• _Exercise goal_:
Search the records for "storage". Copy every line where it appears.

Segment Start: Exercise inputs

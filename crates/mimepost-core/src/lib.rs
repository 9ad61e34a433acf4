//! # mimepost-core
//!
//! Sending side of `MimePost`.
//!
//! This crate provides:
//! - Sender configuration (JSON file plus environment override)
//! - The [`Transport`] contract and an SMTP implementation
//! - The [`Dispatcher`], which builds a message and delivers it with an
//!   optional BCC copy added to the envelope only
//!
//! ```no_run
//! use mimepost_core::{Dispatcher, OutgoingEmail, SenderConfig, SmtpTransport};
//!
//! # async fn run() -> mimepost_core::Result<()> {
//! let config = SenderConfig::new("noreply@example.com", "smtp.example.com")
//!     .with_credential("secret")
//!     .with_attachment_root("storage")
//!     .with_bcc("audit@example.com");
//! let dispatcher = Dispatcher::new(config, SmtpTransport::new())?;
//!
//! let email = OutgoingEmail::new("Monthly report")
//!     .to("alice@example.com")
//!     .text_body("See attached.")
//!     .attach("storage/report.pdf");
//! dispatcher.send(&email).await?;
//! # Ok(())
//! # }
//! ```

#![warn(missing_docs)]
#![warn(clippy::all)]
#![warn(clippy::pedantic)]
#![forbid(unsafe_code)]

pub mod config;
mod error;
pub mod service;

pub use config::{
    CREDENTIAL_ENV, Security, SenderConfig, ValidationError, ValidationResult,
    default_config_path, load_config, load_default_config, validate_config,
};
pub use error::{Error, ErrorKind, Result};
pub use mimepost_mime::{AttachmentSource, BuiltMessage, FileSystem, OutgoingEmail};
pub use service::{
    Credentials, Dispatcher, Endpoint, Envelope, SmtpTransport, Transport, TransportError,
};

Segment End: Exercise inputs

• _Answer_:
//!     .with_attachment_root("storage")
//!     .attach("storage/report.pdf");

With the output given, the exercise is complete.